For many of us with connections to the deep south - and I imagine pretty much for everybody else - it was hard not to feel sick at your stomach watching the devastation and death unfold last Wednesday in the greatest tornado outbreak in US history.  Seeing an F-5 mile wide twister hack through a populated area and knowing that folks undoubtedly passed from this life to the next before your very eyes made me want to wretch.  It made me want to throw my worn copy of the movie "Twister" out the window, because its not possible for me to suspend belief any more at the movie's end when the F-5 hits and the heroes are saved, anchored to a deep ground well.  No way they survived, just like no way they survived in Tuscaloosa, or Huntsville, or Lake Martin, or Smithville.  350 plus souls.  Gone.  Just like that.  Just as many still missing.

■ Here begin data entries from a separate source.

//! Units: the execution-sized fragments a command is split into.

use std::sync::atomic::{AtomicU8, Ordering};
use std::sync::{Arc, Weak};

use tokio::sync::Notify;
use tracing::{trace, warn};

use super::buffer::BufferView;
use super::command::{Command, CommandId};
use super::worker::Work;
use crate::error::EngineError;
use crate::scsi::{DecodedCdb, Direction};

const QUEUED: u8 = 1 << 0;
const ACTIVE: u8 = 1 << 1;
const SENT: u8 = 1 << 2;
const WANTS_STOP: u8 = 1 << 3;
const COMPLETE: u8 = 1 << 4;

/// Result a backing store reports for one unit.
#[derive(Clone, Debug, PartialEq, Eq)]
pub enum UnitStatus {
    Good,
    Failed(EngineError),
}

impl UnitStatus {
    pub fn aborted() -> Self {
        UnitStatus::Failed(EngineError::aborted())
    }
}

/// Where a unit sits in its command's transfer.
#[derive(Clone, Copy, Debug, PartialEq, Eq)]
pub struct UnitExtent {
    /// First logical block. Meaningless for control commands.
    pub lba: u64,
    pub blocks: u32,
    /// Byte offset of this unit within its half of the transfer.
    pub offset: usize,
    pub len: usize,
}

/// One piece of a command handed to a backing store.
///
/// A backing store receives `Arc<Unit>` from [`BackingStore::execute`](crate::BackingStore::execute)
/// and must call [`Unit::complete`] exactly once, from any thread, at any later time.
pub struct Unit {
    command: Weak<Command>,
    command_id: CommandId,
    index: usize,
    cdb: Option<DecodedCdb>,
    direction: Direction,
    extent: UnitExtent,
    view: BufferView,
    flags: AtomicU8,
    done: Notify,
}

impl Unit {
    pub(crate) fn new(
        command: Weak<Command>,
        command_id: CommandId,
        index: usize,
        cdb: Option<DecodedCdb>,
        direction: Direction,
        extent: UnitExtent,
        view: BufferView,
    ) -> Arc<Self> {
        Arc::new(Self {
            command,
            command_id,
            index,
            cdb,
            direction,
            extent,
            view,
            flags: AtomicU8::new(0),
            done: Notify::new(),
        })
    }

    pub fn command(&self) -> Option<Arc<Command>> {
        self.command.upgrade()
    }

    pub fn command_id(&self) -> CommandId {
        self.command_id
    }

    /// Position within the command's unit list.
    pub fn index(&self) -> usize {
        self.index
    }

    /// The decoded CDB of the owning command.
    pub fn cdb(&self) -> Option<&DecodedCdb> {
        self.cdb.as_ref()
    }

    /// [`Direction::DataIn`] or [`Direction::DataOut`] for data units; bidirectional
    /// commands have one unit list per direction.
    pub fn direction(&self) -> Direction {
        self.direction
    }

    pub fn extent(&self) -> UnitExtent {
        self.extent
    }

    pub fn lba(&self) -> u64 {
        self.extent.lba
    }

    pub fn blocks(&self) -> u32 {
        self.extent.blocks
    }

    pub fn len(&self) -> usize {
        self.extent.len
    }

    pub fn is_empty(&self) -> bool {
        self.extent.len == 0
    }

    pub fn buffer(&self) -> &BufferView {
        &self.view
    }

    pub fn is_queued(&self) -> bool {
        self.flags.load(Ordering::Acquire) & QUEUED != 0
    }

    pub fn is_active(&self) -> bool {
        self.flags.load(Ordering::Acquire) & ACTIVE != 0
    }

    pub fn is_sent(&self) -> bool {
        self.flags.load(Ordering::Acquire) & SENT != 0
    }

    /// Set once an administrative stop asked the backing store to halt this unit.
    pub fn wants_stop(&self) -> bool {
        self.flags.load(Ordering::Acquire) & WANTS_STOP != 0
    }

    pub fn is_complete(&self) -> bool {
        self.flags.load(Ordering::Acquire) & COMPLETE != 0
    }

    pub(crate) fn mark_queued(&self) {
        self.flags.fetch_or(QUEUED, Ordering::AcqRel);
    }

    pub(crate) fn clear_queued(&self) {
        self.flags.fetch_and(!QUEUED, Ordering::AcqRel);
    }

    /// Queued -> active + sent. Called with the run queue locked.
    pub(crate) fn mark_dispatched(&self) {
        self.flags.fetch_and(!QUEUED, Ordering::AcqRel);
        self.flags.fetch_or(ACTIVE | SENT, Ordering::AcqRel);
    }

    pub(crate) fn clear_dispatched(&self) {
        self.flags.fetch_and(!(ACTIVE | SENT), Ordering::AcqRel);
    }

    pub(crate) fn mark_wants_stop(&self) {
        self.flags.fetch_or(WANTS_STOP, Ordering::AcqRel);
    }

    /// Reports the result of this unit to the engine.
    ///
    /// Only the first call counts; later calls are logged and ignored.
    pub fn complete(self: &Arc<Self>, status: UnitStatus) {
        let prev = self.flags.fetch_or(COMPLETE, Ordering::AcqRel);
        if prev & COMPLETE != 0 {
            warn!(cmd = %self.command_id, unit = self.index, "unit completed twice; ignoring");
            return;
        }
        self.flags.fetch_and(!(ACTIVE | QUEUED), Ordering::AcqRel);
        self.done.notify_waiters();
        trace!(cmd = %self.command_id, unit = self.index, ?status, "unit complete");

        match self.command() {
            Some(command) => command.device().post(Work::UnitDone {
                unit: Arc::clone(self),
                status,
            }),
            None => warn!(cmd = %self.command_id, "unit completed after its command was released"),
        }
    }

    /// Waits until [`Unit::complete`] has been called.
    pub async fn wait_complete(&self) {
        loop {
            let notified = self.done.notified();
            if self.is_complete() {
                return;
            }
            notified.await;
        }
    }
}

impl std::fmt::Debug for Unit {
    fn fmt(&self, f: &mut std::fmt::Formatter<'_>) -> std::fmt::Result {
        f.debug_struct("Unit")
            .field("cmd", &self.command_id)
            .field("index", &self.index)
            .field("direction", &self.direction)
            .field("extent", &self.extent)
            .field("flags", &self.flags.load(Ordering::Relaxed))
            .finish()
    }
}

            For many of us with connections to English ancestry - and I imagine pretty much for everybody else, save the poor southern survivors - it was such a stark contrast to turn on the TV early Friday morning and see the grand majesty of the royal wedding, and the royal kingdom, and the great wealth, and the gilded everything.  It was captivating to see such joy; to hear the multitudes cheer for the bride on her way to the union; to hear the bells ring loud proclaiming the moment at hand; to hear the angelic chorus.  Yet it was surreal knowing full well that people back home were just trying to pick up the pieces, literally, if they could even find them.  How could it be so joyous, so wonderful, in one place - completely oblivious to the death and destruction elsewhere? 
            I lay no particular claim to the storm as those who lost their homes, their friends, their lives, but it did lay claim to places found in memory. I used to play ball in Smithville's tiny but proud State Champion's stadium, now gone.  They, a town of maybe 900, regularly whooped our town 3 times larger.  It really hit home thinking I'd been right there in those fields, at the epicenter, where 14 folks died and where 14 are still missing.
            It really hit home seeing the pure and total destruction.  The first F-5 to hit Mississippi since before my birth years ago which was just 8 miles down the road. Objects and people in its direct path were simply no more. And folks on the fringe fared little better.  Just like that, a wasteland.  Where the last investment in a new building was probably before the last F-5 and where rebuilding may not be in the future - easier to start over in bigger Amory a few miles away.  The potential death of a community, notwithstanding its proud past and people.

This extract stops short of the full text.